(Records drawn from a dataset)
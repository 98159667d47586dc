//! Administrator views: the staff directory and the all-staff contribution sheet.

mod sheet;
mod users;

pub use sheet::{ContributionSheet, SheetLine, SHEET_HEADERS};
pub use users::{UserProfile, UserRole, UserSummary};

/// Banner shown when the staff directory cannot be loaded.
pub const USERS_UNAVAILABLE: &str = "Failed to load users. Please try again.";
/// Banner shown when the contribution sheet cannot be loaded.
pub const CONTRIBUTIONS_UNAVAILABLE: &str = "Failed to load staff contributions.";
use std::path::Path;

use async_trait::async_trait;
use serde_json::Value;

use super::{
    ApiError, StaffApi, ALL_STAFF_DATA_PATH, ALL_USERS_PATH, STAFF_DATA_PATH, USER_PROFILE_PATH,
};
use crate::admin::{UserProfile, UserSummary};
use crate::contributions::StaffContributionRecord;

/// Serves API responses captured in a JSON document of the form
/// `{ "staffData": .., "users": [..], "allStaffData": [..], "profile": .. }`.
///
/// A missing section answers like an upstream 404 for that endpoint.
#[derive(Debug, Clone)]
pub struct SnapshotStaffApi {
    document: Value,
}

impl SnapshotStaffApi {
    pub fn from_value(document: Value) -> Self {
        Self { document }
    }

    pub async fn from_path(path: impl AsRef<Path>) -> Result<Self, ApiError> {
        let path = path.as_ref();
        let raw = tokio::fs::read_to_string(path)
            .await
            .map_err(|err| ApiError::Snapshot(format!("{}: {err}", path.display())))?;
        let document = serde_json::from_str(&raw)
            .map_err(|err| ApiError::Decode(format!("{}: {err}", path.display())))?;
        Ok(Self::from_value(document))
    }

    fn section(&self, key: &str, endpoint: &str) -> Result<&Value, ApiError> {
        match self.document.get(key) {
            Some(value) if !value.is_null() => Ok(value),
            _ => Err(ApiError::Status {
                endpoint: endpoint.to_string(),
                status: 404,
            }),
        }
    }
}

#[async_trait]
impl StaffApi for SnapshotStaffApi {
    async fn fetch_staff_data(&self) -> Result<StaffContributionRecord, ApiError> {
        let value = self.section("staffData", STAFF_DATA_PATH)?;
        Ok(StaffContributionRecord::from_value(value)?)
    }

    async fn get_all_users(&self) -> Result<Vec<UserSummary>, ApiError> {
        let value = self.section("users", ALL_USERS_PATH)?;
        Ok(UserSummary::list_from_value(value)?)
    }

    async fn get_staff_data(&self) -> Result<Vec<StaffContributionRecord>, ApiError> {
        let value = self.section("allStaffData", ALL_STAFF_DATA_PATH)?;
        Ok(StaffContributionRecord::list_from_value(value)?)
    }

    async fn fetch_user_profile(&self) -> Result<UserProfile, ApiError> {
        let value = self.section("profile", USER_PROFILE_PATH)?;
        Ok(UserProfile::from_value(value)?)
    }
}

#[cfg(test)]
mod tests {
    use super::*;
    use serde_json::json;

    #[tokio::test]
    async fn missing_section_reads_as_not_found() {
        let api = SnapshotStaffApi::from_value(json!({ "profile": { "role": "staff" } }));
        let err = api.get_all_users().await.expect_err("users absent");
        assert!(matches!(err, ApiError::Status { status: 404, .. }));
        assert!(!api.fetch_user_profile().await.expect("profile").is_admin());
    }

    #[tokio::test]
    async fn malformed_section_is_a_schema_error() {
        let api = SnapshotStaffApi::from_value(json!({ "staffData": { "name": "no id" } }));
        let err = api.fetch_staff_data().await.expect_err("invalid record");
        assert!(matches!(err, ApiError::Schema(_)));
    }

    #[tokio::test]
    async fn reads_documents_from_disk() {
        let dir = tempfile::tempdir().expect("tempdir");
        let path = dir.path().join("snapshot.json");
        std::fs::write(
            &path,
            r#"{ "staffData": { "staffId": "S9", "year": 2023, "monthly": { "Jan": 5 } } }"#,
        )
        .expect("write snapshot");

        let api = SnapshotStaffApi::from_path(&path).await.expect("load");
        let record = api.fetch_staff_data().await.expect("record");
        assert_eq!(record.staff_id, "S9");
        assert_eq!(record.entries().len(), 1);
    }

    #[tokio::test]
    async fn unreadable_file_is_reported() {
        let err = SnapshotStaffApi::from_path("/nonexistent/snapshot.json")
            .await
            .expect_err("missing file");
        assert!(matches!(err, ApiError::Snapshot(_)));
    }
}
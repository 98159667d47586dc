use serde::{Deserialize, Serialize};
use std::num::NonZeroUsize;

#[derive(Debug, Clone, PartialEq, Eq, thiserror::Error)]
pub enum PageError {
    #[error("page size must be at least 1")]
    ZeroPageSize,
    #[error("{name} must be a non-negative integer, got '{value}'")]
    NotANumber { name: &'static str, value: String },
}

/// Zero-based page cursor.
#[derive(Debug, Clone, Copy, PartialEq, Eq)]
pub struct PageRequest {
    pub index: usize,
    pub size: NonZeroUsize,
}

impl PageRequest {
    pub fn new(index: usize, size: usize) -> Result<Self, PageError> {
        let size = NonZeroUsize::new(size).ok_or(PageError::ZeroPageSize)?;
        Ok(Self { index, size })
    }

    pub fn first(size: NonZeroUsize) -> Self {
        Self { index: 0, size }
    }

    /// Half-open row range `[index*size, (index+1)*size)` clamped to `total`.
    pub fn bounds(&self, total: usize) -> (usize, usize) {
        let size = self.size.get();
        let start = self.index.saturating_mul(size).min(total);
        let end = self
            .index
            .saturating_add(1)
            .saturating_mul(size)
            .min(total);
        (start, end)
    }
}

pub fn page_count(total: usize, size: NonZeroUsize) -> usize {
    total.div_ceil(size.get())
}

/// One page of rows plus the counters a pager needs.
#[derive(Debug, Clone, PartialEq, Serialize, Deserialize)]
#[serde(rename_all = "camelCase")]
pub struct Page<T> {
    pub page_index: usize,
    pub page_size: usize,
    pub page_count: usize,
    pub total_rows: usize,
    pub rows: Vec<T>,
}

impl<T> Page<T> {
    pub fn has_next(&self) -> bool {
        self.page_index.saturating_add(1) < self.page_count
    }

    pub fn has_previous(&self) -> bool {
        self.page_index > 0 && self.page_count > 0
    }
}

pub fn page_slice<T>(rows: &[T], request: PageRequest) -> &[T] {
    let (start, end) = request.bounds(rows.len());
    &rows[start..end]
}

pub fn paginate<T: Clone>(rows: &[T], request: PageRequest) -> Page<T> {
    Page {
        page_index: request.index,
        page_size: request.size.get(),
        page_count: page_count(rows.len(), request.size),
        total_rows: rows.len(),
        rows: page_slice(rows, request).to_vec(),
    }
}

#[cfg(test)]
mod tests {
    use super::*;

    #[test]
    fn slices_and_counts_pages() {
        let rows: Vec<u32> = (1..=12).collect();
        let first = paginate(&rows, PageRequest::new(0, 5).unwrap());
        assert_eq!(first.rows, [1, 2, 3, 4, 5]);
        assert_eq!(first.page_count, 3);
        assert!(first.has_next());
        assert!(!first.has_previous());

        let last = paginate(&rows, PageRequest::new(2, 5).unwrap());
        assert_eq!(last.rows, [11, 12]);
        assert!(!last.has_next());
        assert!(last.has_previous());
    }

    #[test]
    fn out_of_range_pages_are_empty() {
        let rows: Vec<u32> = (1..=3).collect();
        assert!(page_slice(&rows, PageRequest::new(4, 2).unwrap()).is_empty());
        assert!(page_slice(&rows, PageRequest::new(usize::MAX, 2).unwrap()).is_empty());
        let beyond = paginate(&rows, PageRequest::new(usize::MAX, 2).unwrap());
        assert!(!beyond.has_next());
        assert!(beyond.has_previous());
        let empty: Vec<u32> = Vec::new();
        assert_eq!(paginate(&empty, PageRequest::new(0, 10).unwrap()).page_count, 0);
    }

    #[test]
    fn zero_page_size_is_rejected() {
        assert_eq!(PageRequest::new(0, 0), Err(PageError::ZeroPageSize));
    }

    #[test]
    fn pages_concatenate_back_to_the_input() {
        let rows: Vec<u32> = (0..23).collect();
        for size in 1..=25 {
            let size = NonZeroUsize::new(size).unwrap();
            let pages = page_count(rows.len(), size);
            let rebuilt: Vec<u32> = (0..pages)
                .flat_map(|index| page_slice(&rows, PageRequest { index, size }).to_vec())
                .collect();
            assert_eq!(rebuilt, rows);
        }
    }
}
//! Fetch-then-build helpers shared by the HTTP service and the CLI.
//!
//! Upstream failures stop here: they are logged and turned into an empty
//! view or a banner, never retried.

use std::num::NonZeroUsize;

use serde::Serialize;
use tracing::{error, info, warn};

use crate::admin::{
    ContributionSheet, SheetLine, UserSummary, CONTRIBUTIONS_UNAVAILABLE, USERS_UNAVAILABLE,
};
use crate::api::{ApiError, StaffApi};
use crate::dashboard::StaffDashboard;
use crate::report::ReportView;

/// A list screen's contents, or the banner shown in its place.
#[derive(Debug, Clone, Serialize)]
#[serde(rename_all = "camelCase")]
pub struct Listing<T> {
    pub items: Vec<T>,
    #[serde(skip_serializing_if = "Option::is_none")]
    pub error: Option<&'static str>,
}

impl<T> Listing<T> {
    fn loaded(items: Vec<T>) -> Self {
        Self { items, error: None }
    }

    fn unavailable(banner: &'static str) -> Self {
        Self {
            items: Vec::new(),
            error: Some(banner),
        }
    }
}

/// Report view for the signed-in staff member; empty when the fetch fails.
pub async fn load_report(api: &dyn StaffApi, page_size: NonZeroUsize) -> ReportView {
    let mut view = ReportView::new(page_size);
    match api.fetch_staff_data().await {
        Ok(record) => {
            view.load(&record);
            info!(
                staff_id = %record.staff_id,
                rows = view.all_rows().len(),
                "loaded contribution report"
            );
        }
        Err(err) => error!(error = %err, "failed to fetch staff data; report left empty"),
    }
    view
}

pub async fn load_dashboard(api: &dyn StaffApi) -> Result<StaffDashboard, ApiError> {
    let record = api.fetch_staff_data().await?;
    let profile = match api.fetch_user_profile().await {
        Ok(profile) => Some(profile),
        Err(err) => {
            warn!(error = %err, "failed to fetch user profile; treating caller as staff");
            None
        }
    };
    Ok(StaffDashboard::build(&record, profile.as_ref()))
}

pub async fn load_directory(api: &dyn StaffApi) -> Listing<UserSummary> {
    match api.get_all_users().await {
        Ok(users) => Listing::loaded(users),
        Err(err) => {
            error!(error = %err, "failed to fetch staff directory");
            Listing::unavailable(USERS_UNAVAILABLE)
        }
    }
}

/// Contribution sheet lines matching `query` (staff id or name).
pub async fn load_contribution_sheet(api: &dyn StaffApi, query: &str) -> Listing<SheetLine> {
    match api.get_staff_data().await {
        Ok(records) => {
            let sheet = ContributionSheet::from_records(&records);
            Listing::loaded(sheet.search(query).into_iter().cloned().collect())
        }
        Err(err) => {
            error!(error = %err, "failed to fetch staff contributions");
            Listing::unavailable(CONTRIBUTIONS_UNAVAILABLE)
        }
    }
}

Task requirements ▸
Filter the records down to the lines that contain the string "loaded", and copy those lines.

The completed task ▸
/// Banner shown when the staff directory cannot be loaded.
/// Banner shown when the contribution sheet cannot be loaded.
    fn loaded(items: Vec<T>) -> Self {
                "loaded contribution report"
        Ok(users) => Listing::loaded(users),
            Listing::loaded(sheet.search(query).into_iter().cloned().collect())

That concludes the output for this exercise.